Repeat exactly, and only, the lines below starting at the line that contains "Ok((seq, cmd))" and ending at the line that contains "ts.write_u32(seq)?;", inclusive of both.

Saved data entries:
==============================

impl Command {
    /// Reads a command preceded by its opcode and sequence number.
    pub fn read_tag_prefixed<R: BufRead>(
        r: &mut R,
        protocol_version: u16,
    ) -> Result<(u32, Self), ProtocolError> {
        let mut ts = TagStructReader::new(r, protocol_version);
        let (command, seq) = (ts.read_enum()?, ts.read_u32()?);

        let cmd = match command {
            CommandTag::Error => Err(ProtocolError::ServerError(ts.read_enum()?)),
            CommandTag::Timeout => Err(ProtocolError::Timeout),
            CommandTag::Reply => Ok(Command::Reply),

            CommandTag::CreatePlaybackStream => Ok(Command::CreatePlaybackStream(ts.read()?)),
            CommandTag::DeletePlaybackStream => Ok(Command::DeletePlaybackStream(ts.read_u32()?)),
            CommandTag::CreateRecordStream => Ok(Command::CreateRecordStream(ts.read()?)),
            CommandTag::DeleteRecordStream => Ok(Command::DeleteRecordStream(ts.read_u32()?)),
            CommandTag::DeleteUploadStream => Ok(Command::DeleteUploadStream(ts.read_u32()?)),

            CommandTag::DrainPlaybackStream => Ok(Command::DrainPlaybackStream(ts.read_u32()?)),
            CommandTag::GetPlaybackLatency => Ok(Command::GetPlaybackLatency(ts.read()?)),
            CommandTag::GetRecordLatency => Ok(Command::GetRecordLatency(ts.read()?)),

            CommandTag::CorkPlaybackStream => Ok(Command::CorkPlaybackStream(ts.read()?)),
            CommandTag::CorkRecordStream => Ok(Command::CorkRecordStream(ts.read()?)),
            CommandTag::FlushPlaybackStream => Ok(Command::FlushPlaybackStream(ts.read_u32()?)),
            CommandTag::FlushRecordStream => Ok(Command::FlushRecordStream(ts.read_u32()?)),
            CommandTag::PrebufPlaybackStream => Ok(Command::PrebufPlaybackStream(ts.read_u32()?)),
            CommandTag::TriggerPlaybackStream => {
                Ok(Command::TriggerPlaybackStream(ts.read_u32()?))
            }

            CommandTag::SetPlaybackStreamName => Ok(Command::SetPlaybackStreamName(ts.read()?)),
            CommandTag::SetRecordStreamName => Ok(Command::SetRecordStreamName(ts.read()?)),

            CommandTag::SetPlaybackStreamBufferAttr => {
                Ok(Command::SetPlaybackStreamBufferAttr(ts.read()?))
            }
            CommandTag::SetRecordStreamBufferAttr => {
                Ok(Command::SetRecordStreamBufferAttr(ts.read()?))
            }

            CommandTag::UpdatePlaybackStreamSampleRate => {
                Ok(Command::UpdatePlaybackStreamSampleRate(ts.read()?))
            }
            CommandTag::UpdateRecordStreamSampleRate => {
                Ok(Command::UpdateRecordStreamSampleRate(ts.read()?))
            }

            CommandTag::UpdatePlaybackStreamProplist => {
                Ok(Command::UpdatePlaybackStreamProplist(ts.read()?))
            }
            CommandTag::UpdateRecordStreamProplist => {
                Ok(Command::UpdateRecordStreamProplist(ts.read()?))
            }
            CommandTag::RemovePlaybackStreamProplist => {
                Ok(Command::RemovePlaybackStreamProplist(ts.read()?))
            }
            CommandTag::RemoveRecordStreamProplist => {
                Ok(Command::RemoveRecordStreamProplist(ts.read()?))
            }

            CommandTag::Request => Ok(Command::Request(ts.read()?)),
            CommandTag::Overflow => Ok(Command::Overflow(ts.read_u32()?)),
            CommandTag::Underflow => Ok(Command::Underflow(ts.read_u32()?)),
            CommandTag::PlaybackStreamKilled => Ok(Command::PlaybackStreamKilled(ts.read_u32()?)),
            CommandTag::RecordStreamKilled => Ok(Command::RecordStreamKilled(ts.read_u32()?)),
            CommandTag::PlaybackStreamMoved => Ok(Command::PlaybackStreamMoved(ts.read()?)),
            CommandTag::RecordStreamMoved => Ok(Command::RecordStreamMoved(ts.read()?)),
            CommandTag::PlaybackStreamSuspended => {
                Ok(Command::PlaybackStreamSuspended(ts.read()?))
            }
            CommandTag::RecordStreamSuspended => Ok(Command::RecordStreamSuspended(ts.read()?)),
            CommandTag::Started => Ok(Command::Started(ts.read_u32()?)),

            _ => Err(ProtocolError::Unimplemented(command)),
        }?;

        Ok((seq, cmd))
    }

    /// Writes the command preceded by its opcode and sequence number.
    pub fn write_tag_prefixed<W: Write>(
        &self,
        seq: u32,
        w: &mut W,
        protocol_version: u16,
    ) -> Result<(), ProtocolError> {
        let mut ts = TagStructWriter::new(w, protocol_version);

        ts.write_u32(self.tag() as u32)?;
        ts.write_u32(seq)?;
        ts.write(self)?;

        Ok(())
    }

    /// Returns the opcode for the command.
    pub fn tag(&self) -> CommandTag {
        match self {
            Command::Reply => CommandTag::Reply,

            Command::CreatePlaybackStream(_) => CommandTag::CreatePlaybackStream,
            Command::DeletePlaybackStream(_) => CommandTag::DeletePlaybackStream,
            Command::CreateRecordStream(_) => CommandTag::CreateRecordStream,
            Command::DeleteRecordStream(_) => CommandTag::DeleteRecordStream,
            Command::DeleteUploadStream(_) => CommandTag::DeleteUploadStream,

            Command::DrainPlaybackStream(_) => CommandTag::DrainPlaybackStream,
            Command::GetPlaybackLatency(_) => CommandTag::GetPlaybackLatency,
            Command::GetRecordLatency(_) => CommandTag::GetRecordLatency,

            Command::CorkPlaybackStream(_) => CommandTag::CorkPlaybackStream,
            Command::CorkRecordStream(_) => CommandTag::CorkRecordStream,
            Command::FlushPlaybackStream(_) => CommandTag::FlushPlaybackStream,
            Command::FlushRecordStream(_) => CommandTag::FlushRecordStream,
            Command::PrebufPlaybackStream(_) => CommandTag::PrebufPlaybackStream,
            Command::TriggerPlaybackStream(_) => CommandTag::TriggerPlaybackStream,

            Command::SetPlaybackStreamName(_) => CommandTag::SetPlaybackStreamName,
            Command::SetRecordStreamName(_) => CommandTag::SetRecordStreamName,

            Command::SetPlaybackStreamBufferAttr(_) => CommandTag::SetPlaybackStreamBufferAttr,
            Command::SetRecordStreamBufferAttr(_) => CommandTag::SetRecordStreamBufferAttr,

            Command::UpdatePlaybackStreamSampleRate(_) => {
                CommandTag::UpdatePlaybackStreamSampleRate
            }
            Command::UpdateRecordStreamSampleRate(_) => CommandTag::UpdateRecordStreamSampleRate,

            Command::UpdatePlaybackStreamProplist(_) => CommandTag::UpdatePlaybackStreamProplist,
            Command::UpdateRecordStreamProplist(_) => CommandTag::UpdateRecordStreamProplist,
            Command::RemovePlaybackStreamProplist(_) => CommandTag::RemovePlaybackStreamProplist,
            Command::RemoveRecordStreamProplist(_) => CommandTag::RemoveRecordStreamProplist,

            Command::Request(_) => CommandTag::Request,
            Command::Overflow(_) => CommandTag::Overflow,
            Command::Underflow(_) => CommandTag::Underflow,
            Command::PlaybackStreamKilled(_) => CommandTag::PlaybackStreamKilled,
            Command::RecordStreamKilled(_) => CommandTag::RecordStreamKilled,
            Command::PlaybackStreamMoved(_) => CommandTag::PlaybackStreamMoved,
            Command::RecordStreamMoved(_) => CommandTag::RecordStreamMoved,
            Command::PlaybackStreamSuspended(_) => CommandTag::PlaybackStreamSuspended,
            Command::RecordStreamSuspended(_) => CommandTag::RecordStreamSuspended,
            Command::Started(_) => CommandTag::Started,
        }
    }
}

==============================

SOLUTION TO THE PROBLEM >>
        Ok((seq, cmd))
    }

    /// Writes the command preceded by its opcode and sequence number.
    pub fn write_tag_prefixed<W: Write>(
        &self,
        seq: u32,
        w: &mut W,
        protocol_version: u16,
    ) -> Result<(), ProtocolError> {
        let mut ts = TagStructWriter::new(w, protocol_version);

        ts.write_u32(self.tag() as u32)?;
        ts.write_u32(seq)?;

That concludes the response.